Oten Sena, Herr Sanjeev, Ambati Vardhaan, Sibih Youssef, Lu Katie, Kaur Jasleen, Hervey-Jumper Shawn L, Brang David
Department of Neurological Surgery, University of California, San Francisco, San Francisco, CA, 94143, USA.
Weill Institute for Neurosciences, University of California San Francisco, San Francisco, CA, 94143, USA.
medRxiv. 2025 May 8:2025.05.07.25327167. doi: 10.1101/2025.05.07.25327167.
Intraoperative electrocorticography (ECoG) plays a critical role in clinical care and neuroscience research, enabling precise mapping of functional cortex. However, localizing subdural electrodes in patients with brain tumors presents unique challenges due to altered neuroanatomy and the impracticality of acquiring extraoperative computed tomography (CT). To address this gap, we developed BrainTRACE, a novel MATLAB tool that combines magnetic resonance imaging (MRI), cortical vascular reconstructions, and intraoperative photography for accurate subdural electrode grid placement.
Preoperative MRI, cortical photography, and subdural electrode array data were recorded from patients with diffuse glioma and brain metastasis. BrainTRACE generated three-dimensional cortical surfaces, integrated vascular reconstructions, and enabled precise placement of electrode grids. Each electrode was placed based on cortical anatomy and vascular landmarks informed by intraoperative photographs. Novice and expert-level proficiency were quantified.
Expert users achieved high consistency and accuracy, with an intraclass correlation coefficient (ICC) of 0.934 and a mean deviation of 4.3 mm from consensus placements. Novice users demonstrated lower reliability (ICC = 0.399) and greater variability, averaging a 16.3 mm deviation from consensus. These findings highlight the non-trivial nature of intraoperative ECoG localization, which requires neuroanatomical expertise for successful grid placement.
BrainTRACE enables accurate localization of intraoperative ECoG electrodes in brain tumor patients. By integrating anatomical images, intraoperative photographs, and vascular mapping, the tool addresses challenges posed by tumor-induced artifacts. While requiring that users have cortical neuroanatomical expertise, BrainTRACE provides a practical tool for neurosurgical and neuroscience applications, including brain malignancy, epilepsy, and deep brain stimulation procedures. BrainTRACE is freely available to researchers (https://github.com/dbrang/BrainTRACE).

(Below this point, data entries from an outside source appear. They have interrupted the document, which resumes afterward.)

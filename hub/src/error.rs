use thiserror::Error;

use meshlink_shared::{EnvelopeError, EnvelopeKind};

use crate::Flow;

/// Errors raised by the feed/pull/push state machine of a single link
#[derive(Debug, Clone, PartialEq, Eq, Error)]
pub enum LinkStateError {
    /// A pull was attempted on a direction that was never fed
    #[error("Pull on the {flow} flow without a preceding feed. Pulls must only follow a feed notification")]
    NotPulling { flow: Flow },

    /// A push or skip arrived after its pull had already been completed or reset
    #[error("Completion on the {flow} flow with no pull outstanding. The pull was already completed, or the link was reset by a disconnect")]
    PullMismatch { flow: Flow },
}

/// Errors reported by a `Transport` implementation
#[derive(Debug, Clone, PartialEq, Eq, Error)]
pub enum TransportError {
    /// Attempted to write while no connection is established
    #[error("Transport is not connected")]
    NotConnected,

    /// Connection attempt failed
    #[error("Failed to open connection to {uri}: {reason}")]
    OpenFailed { uri: String, reason: String },

    /// Write of a frame failed
    #[error("Failed to write frame: {reason}")]
    WriteFailed { reason: String },

    /// Shutting the connection down failed
    #[error("Failed to close transport: {reason}")]
    CloseFailed { reason: String },
}

/// Errors reported by the local lane runtime or a local link context
#[derive(Debug, Clone, PartialEq, Eq, Error)]
pub enum LaneError {
    /// No lane is hosted at the requested address
    #[error("No lane {lane_uri} on node {node_uri}")]
    LaneNotFound { node_uri: String, lane_uri: String },

    /// The local context refused an envelope
    #[error("Local link context rejected the envelope: {reason}")]
    Rejected { reason: String },

    /// The local runtime failed while shutting down
    #[error("Local runtime failed to close: {reason}")]
    CloseFailed { reason: String },
}

/// Errors surfaced by operations on a single uplink or downlink
#[derive(Debug, Clone, PartialEq, Eq, Error)]
pub enum LinkError {
    /// Envelope kind cannot travel in the requested direction of this link
    #[error("The {link} does not carry {kind} envelopes on its {flow} flow")]
    UnsupportedEnvelope {
        link: &'static str,
        flow: Flow,
        kind: EnvelopeKind,
    },

    /// The link was already closed on the side being used
    #[error("Link is closed")]
    Closed,

    /// Another link now serves the same address
    #[error("Another downlink now serves this lane; open a new link instead of reopening")]
    Superseded,

    /// The hub that owns this link has been dropped
    #[error("Owning hub has been dropped; the link can no longer reach its transport")]
    HubDropped,

    /// Link state machine error
    #[error("Link state error: {0}")]
    State(#[from] LinkStateError),

    /// Envelope error
    #[error("Envelope error: {0}")]
    Envelope(#[from] EnvelopeError),

    /// Transport error
    #[error("Transport error: {0}")]
    Transport(#[from] TransportError),

    /// Lane error
    #[error("Lane error: {0}")]
    Lane(#[from] LaneError),
}

/// General hub-level errors
#[derive(Debug, Clone, PartialEq, Eq, Error)]
pub enum HubError {
    /// Operation attempted after the hub started closing
    #[error("Hub is closed")]
    Closed,

    /// Link error
    #[error("Link error: {0}")]
    Link(#[from] LinkError),

    /// Transport error
    #[error("Transport error: {0}")]
    Transport(#[from] TransportError),

    /// Lane error
    #[error("Lane error: {0}")]
    Lane(#[from] LaneError),
}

术中皮质脑电图(ECoG)在临床护理和神经科学研究中起着关键作用,能够精确绘制功能皮层图谱。然而,由于神经解剖结构改变以及获取术中计算机断层扫描(CT)不切实际,在脑肿瘤患者中定位硬膜下电极存在独特挑战。为填补这一空白,我们开发了BrainTRACE,这是一种新颖的MATLAB工具,它结合磁共振成像(MRI)、皮质血管重建和术中摄影,用于准确放置硬膜下电极网格。
记录弥漫性胶质瘤和脑转移瘤患者的术前MRI、皮质摄影和硬膜下电极阵列数据。BrainTRACE生成三维皮质表面,整合血管重建,并实现电极网格的精确放置。每个电极根据术中照片所示的皮质解剖结构和血管标志进行放置。对新手和专家水平的熟练度进行了量化。
专家用户实现了高度的一致性和准确性,组内相关系数(ICC)为0.934,与共识放置的平均偏差为4.3毫米。新手用户的可靠性较低(ICC = 0.399),变异性较大,与共识的平均偏差为16.3毫米。这些发现凸显了术中ECoG定位的复杂性,成功放置网格需要神经解剖学专业知识。